Dele Olojede, Newsday's Africa Correspondent, joined the newspaper June 6, 1988 as a summer intern. He later became a special writer covering minority affairs when, on loan to the foreign desk in 1992, he made his first of several trips to South Africa. His coverage drew high praise and prizes. Promoted to Newsday's United Nations Bureau Chief, he covered a range of international stories before his posting in Johannesburg, South Africa.

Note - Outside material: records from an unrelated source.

use std::path::Path;

use tablers::{Pdf, Strategy, TableSettings};

use crate::cli::{OutputFormat, TableStrategy};
use crate::shared::{csv_escape, open_pdf_with, resolve_pages};

pub fn run(
    file: &Path,
    pages: Option<&str>,
    format: &OutputFormat,
    strategy: &TableStrategy,
    snap_tolerance: f64,
    join_tolerance: f64,
    text_tolerance: f64,
    password: Option<&str>,
) -> Result<(), i32> {
    let pdf = open_pdf_with(file, None, password)?;
    let page_indices = resolve_pages(pages, pdf.page_count())?;

    let settings = build_settings(strategy, snap_tolerance, join_tolerance, text_tolerance);

    match format {
        OutputFormat::Text => write_grid(&pdf, &page_indices, &settings),
        OutputFormat::Json => write_json(&pdf, &page_indices, &settings),
        OutputFormat::Csv => write_csv(&pdf, &page_indices, &settings),
    }
}

fn build_settings(
    strategy: &TableStrategy,
    snap_tolerance: f64,
    join_tolerance: f64,
    text_tolerance: f64,
) -> TableSettings {
    let core_strategy = match strategy {
        TableStrategy::Lattice => Strategy::Lattice,
        TableStrategy::Stream => Strategy::Stream,
    };

    TableSettings {
        strategy: core_strategy,
        snap_tolerance,
        snap_x_tolerance: snap_tolerance,
        snap_y_tolerance: snap_tolerance,
        join_tolerance,
        join_x_tolerance: join_tolerance,
        join_y_tolerance: join_tolerance,
        text_tolerance,
        text_x_tolerance: text_tolerance,
        text_y_tolerance: text_tolerance,
        ..TableSettings::default()
    }
}

fn write_grid(pdf: &Pdf, page_indices: &[usize], settings: &TableSettings) -> Result<(), i32> {
    let mut table_num = 0;

    for &idx in page_indices {
        let page = pdf.page(idx).map_err(|e| {
            eprintln!("Error reading page {}: {e}", idx + 1);
            1
        })?;

        let tables = page.find_tables(settings).map_err(|e| {
            eprintln!("Error detecting tables on page {}: {e}", idx + 1);
            1
        })?;

        for table in &tables {
            table_num += 1;
            println!(
                "--- Table {} (page {}, bbox: [{:.1}, {:.1}, {:.1}, {:.1}]) ---",
                table_num,
                idx + 1,
                table.bbox.x0,
                table.bbox.top,
                table.bbox.x1,
                table.bbox.bottom,
            );

            if table.rows.is_empty() {
                continue;
            }

            let col_count = table.rows.iter().map(|r| r.len()).max().unwrap_or(0);
            let mut col_widths = vec![0usize; col_count];

            let text_rows: Vec<Vec<String>> = table
                .rows
                .iter()
                .map(|row| {
                    let mut texts = Vec::new();
                    for (ci, cell) in row.iter().enumerate() {
                        let text = cell.text.as_deref().unwrap_or("");
                        if ci < col_widths.len() {
                            col_widths[ci] = col_widths[ci].max(text.len());
                        }
                        texts.push(text.to_string());
                    }
                    while texts.len() < col_count {
                        texts.push(String::new());
                    }
                    texts
                })
                .collect();

            for w in &mut col_widths {
                if *w == 0 {
                    *w = 1;
                }
            }

            for row_texts in &text_rows {
                let cells_formatted: Vec<String> = row_texts
                    .iter()
                    .enumerate()
                    .map(|(ci, text)| {
                        let width = col_widths.get(ci).copied().unwrap_or(1);
                        format!("{:<width$}", text, width = width)
                    })
                    .collect();
                println!("| {} |", cells_formatted.join(" | "));
            }

            println!();
        }
    }

    if table_num == 0 {
        println!("No tables found.");
    }

    Ok(())
}

fn write_json(pdf: &Pdf, page_indices: &[usize], settings: &TableSettings) -> Result<(), i32> {
    let mut all_tables = Vec::new();

    for &idx in page_indices {
        let page = pdf.page(idx).map_err(|e| {
            eprintln!("Error reading page {}: {e}", idx + 1);
            1
        })?;

        let tables = page.find_tables(settings).map_err(|e| {
            eprintln!("Error detecting tables on page {}: {e}", idx + 1);
            1
        })?;

        for table in &tables {
            let rows: Vec<Vec<Option<&str>>> = table
                .rows
                .iter()
                .map(|row| row.iter().map(|cell| cell.text.as_deref()).collect())
                .collect();

            all_tables.push(serde_json::json!({
                "page": idx + 1,
                "bbox": {
                    "x0": table.bbox.x0,
                    "top": table.bbox.top,
                    "x1": table.bbox.x1,
                    "bottom": table.bbox.bottom,
                },
                "rows": rows,
            }));
        }
    }

    let json_str = serde_json::to_string(&all_tables).unwrap();
    println!("{json_str}");

    Ok(())
}

fn write_csv(pdf: &Pdf, page_indices: &[usize], settings: &TableSettings) -> Result<(), i32> {
    let mut first_table = true;

    for &idx in page_indices {
        let page = pdf.page(idx).map_err(|e| {
            eprintln!("Error reading page {}: {e}", idx + 1);
            1
        })?;

        let tables = page.find_tables(settings).map_err(|e| {
            eprintln!("Error detecting tables on page {}: {e}", idx + 1);
            1
        })?;

        for table in &tables {
            if !first_table {
                println!();
            }
            first_table = false;

            for row in &table.rows {
                let cells: Vec<String> = row
                    .iter()
                    .map(|cell| csv_escape(cell.text.as_deref().unwrap_or("")))
                    .collect();
                println!("{}", cells.join(","));
            }
        }
    }

    Ok(())
}
use std::path::Path;

use tablers::{TextOptions, UnicodeNorm};

use crate::cli::TextFormat;
use crate::shared::{ProgressReporter, open_pdf_with, resolve_pages};

pub fn run(
    file: &Path,
    pages: Option<&str>,
    format: &TextFormat,
    layout: bool,
    unicode_norm: Option<UnicodeNorm>,
    password: Option<&str>,
) -> Result<(), i32> {
    let pdf = open_pdf_with(file, unicode_norm, password)?;
    let page_indices = resolve_pages(pages, pdf.page_count())?;
    let progress = ProgressReporter::new(page_indices.len());

    let text_options = TextOptions {
        layout,
        ..TextOptions::default()
    };

    for (i, &idx) in page_indices.iter().enumerate() {
        progress.report(i + 1);

        let page = pdf.page(idx).map_err(|e| {
            eprintln!("Error reading page {}: {e}", idx + 1);
            1
        })?;

        let text = page.extract_text(&text_options);

        match format {
            TextFormat::Text => {
                println!("--- Page {} ---", idx + 1);
                println!("{text}");
            }
            TextFormat::Json => {
                let obj = serde_json::json!({
                    "page": idx + 1,
                    "text": text,
                });
                println!("{}", serde_json::to_string(&obj).unwrap());
            }
        }
    }

    progress.finish();
    Ok(())
}
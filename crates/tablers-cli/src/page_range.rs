/// Parse a page range string like "1,3-5" into a sorted list of 0-indexed page numbers.
///
/// Input is 1-indexed (user-facing). Output is 0-indexed (internal).
/// A range may omit either bound to mean "to/from the edge of the document":
/// `"3-"` selects page 3 through the last page, `"-3"` selects page 1 through
/// page 3. Returns an error for invalid input (page 0, malformed ranges, etc.).
pub fn parse_page_range(input: &str, page_count: usize) -> Result<Vec<usize>, String> {
    let mut pages = Vec::new();

    for part in input.split(',') {
        let part = part.trim();
        if part.is_empty() {
            continue;
        }

        if let Some((start_str, end_str)) = part.split_once('-') {
            let start_str = start_str.trim();
            let end_str = end_str.trim();

            let start: usize = if start_str.is_empty() {
                1
            } else {
                start_str
                    .parse()
                    .map_err(|_| format!("invalid page number: '{start_str}'"))?
            };
            let end: usize = if end_str.is_empty() {
                page_count
            } else {
                end_str
                    .parse()
                    .map_err(|_| format!("invalid page number: '{end_str}'"))?
            };

            if start == 0 || end == 0 {
                return Err("page 0 is invalid (pages start at 1)".to_string());
            }
            if start > page_count {
                return Err(format!(
                    "page {start} exceeds document page count ({page_count})"
                ));
            }
            if end > page_count {
                return Err(format!(
                    "page {end} exceeds document page count ({page_count})"
                ));
            }

            for p in start..=end {
                pages.push(p - 1); // convert to 0-indexed
            }
        } else {
            let page: usize = part
                .parse()
                .map_err(|_| format!("invalid page number: '{part}'"))?;

            if page == 0 {
                return Err("page 0 is invalid (pages start at 1)".to_string());
            }
            if page > page_count {
                return Err(format!(
                    "page {page} exceeds document page count ({page_count})"
                ));
            }

            pages.push(page - 1);
        }
    }

    pages.sort();
    pages.dedup();
    Ok(pages)
}

#[cfg(test)]
mod tests {
    use super::*;

    #[test]
    fn single_page() {
        assert_eq!(parse_page_range("1", 5).unwrap(), vec![0]);
        assert_eq!(parse_page_range("3", 5).unwrap(), vec![2]);
    }

    #[test]
    fn page_range() {
        assert_eq!(parse_page_range("2-4", 5).unwrap(), vec![1, 2, 3]);
    }

    #[test]
    fn comma_separated() {
        assert_eq!(parse_page_range("1,3,5", 5).unwrap(), vec![0, 2, 4]);
    }

    #[test]
    fn mixed() {
        assert_eq!(
            parse_page_range("1-3,7,10-12", 12).unwrap(),
            vec![0, 1, 2, 6, 9, 10, 11]
        );
    }

    #[test]
    fn page_zero_invalid() {
        let err = parse_page_range("0", 5).unwrap_err();
        assert!(err.contains("invalid"));
    }

    #[test]
    fn page_exceeds_count() {
        let err = parse_page_range("6", 5).unwrap_err();
        assert!(err.contains("exceeds"));
    }

    #[test]
    fn duplicates_removed() {
        assert_eq!(parse_page_range("1,1,2", 5).unwrap(), vec![0, 1]);
    }

    #[test]
    fn whitespace_tolerance() {
        assert_eq!(
            parse_page_range(" 1 , 3 - 5 ", 5).unwrap(),
            vec![0, 2, 3, 4]
        );
    }

    #[test]
    fn empty_string_returns_empty() {
        assert_eq!(parse_page_range("", 5).unwrap(), Vec::<usize>::new());
    }

    #[test]
    fn reversed_range_returns_empty() {
        // "5-3" means 5..=3 which produces no elements
        assert_eq!(parse_page_range("5-3", 5).unwrap(), Vec::<usize>::new());
    }

    #[test]
    fn single_page_range() {
        // "3-3" should produce just page 3 (0-indexed: 2)
        assert_eq!(parse_page_range("3-3", 5).unwrap(), vec![2]);
    }

    #[test]
    fn trailing_comma_ignored() {
        assert_eq!(parse_page_range("1,2,", 5).unwrap(), vec![0, 1]);
    }

    #[test]
    fn non_numeric_input() {
        let err = parse_page_range("abc", 5).unwrap_err();
        assert!(err.contains("invalid page number"));
    }

    #[test]
    fn range_with_non_numeric() {
        let err = parse_page_range("1-abc", 5).unwrap_err();
        assert!(err.contains("invalid page number"));
    }

    #[test]
    fn page_zero_in_range_start() {
        let err = parse_page_range("0-3", 5).unwrap_err();
        assert!(err.contains("page 0 is invalid"));
    }

    #[test]
    fn page_zero_in_range_end() {
        let err = parse_page_range("1-0", 5).unwrap_err();
        assert!(err.contains("page 0 is invalid"));
    }

    #[test]
    fn range_end_exceeds_page_count() {
        let err = parse_page_range("1-10", 5).unwrap_err();
        assert!(err.contains("exceeds document page count (5)"));
    }

    #[test]
    fn exact_error_message_for_page_zero() {
        let err = parse_page_range("0", 5).unwrap_err();
        assert_eq!(err, "page 0 is invalid (pages start at 1)");
    }

    #[test]
    fn exact_error_message_for_exceeds() {
        let err = parse_page_range("99", 5).unwrap_err();
        assert_eq!(err, "page 99 exceeds document page count (5)");
    }

    #[test]
    fn all_pages_via_range() {
        assert_eq!(parse_page_range("1-5", 5).unwrap(), vec![0, 1, 2, 3, 4]);
    }

    #[test]
    fn overlapping_ranges_deduped() {
        assert_eq!(parse_page_range("1-3,2-4", 5).unwrap(), vec![0, 1, 2, 3]);
    }

    #[test]
    fn open_ended_range_to_last_page() {
        assert_eq!(parse_page_range("3-", 5).unwrap(), vec![2, 3, 4]);
    }

    #[test]
    fn open_started_range_from_first_page() {
        assert_eq!(parse_page_range("-3", 5).unwrap(), vec![0, 1, 2]);
    }

    #[test]
    fn fully_open_range_selects_all_pages() {
        assert_eq!(parse_page_range("-", 5).unwrap(), vec![0, 1, 2, 3, 4]);
    }

    #[test]
    fn open_ended_range_combined_with_single_page() {
        assert_eq!(parse_page_range("1,4-", 5).unwrap(), vec![0, 3, 4]);
    }
}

Prior to Newsday, Olojede was a reporter at the National Concord Newspaper in Lagos, Nigeria from 1982-84, and a founding staff writer and assistant editor at Newswatch, a Lagos weekly news-magazine, between 1984 and 1987. A 1986 award-winning investigative report by Olojede resulted in the freeing of the internationally known Nigerian musician, Fela Kuti, and the dismissal of the federal judge who had sentenced him to prison on trumped up charges.
After winning a $26,000 Ford Foundation Scholars grant, Olojede left Nigeria in 1987 to earn his Masters Degree at Columbia University, where he won the Henry N. Taylor Award as the outstanding foreign student.
Olojede's other awards include the 1995 Publisher's Award from Newsday; the 1995 Educational Press of America Distinguished Achievement Award for Excellence in Educational Journalism; the 1992 Unity Award from Lincoln University; the 1992 Clarion Award from Women in Communications; the Media Award the same year from the Press Club of Long Island; and several awards from the New York Association of Black Journalists.
Olojede was born in Nigeria in 1961, the 12th of 29 children. He lives with his wife. Amma, also a journalist and their two children in Johannesburg.
Olojede left Newsday in December 2004.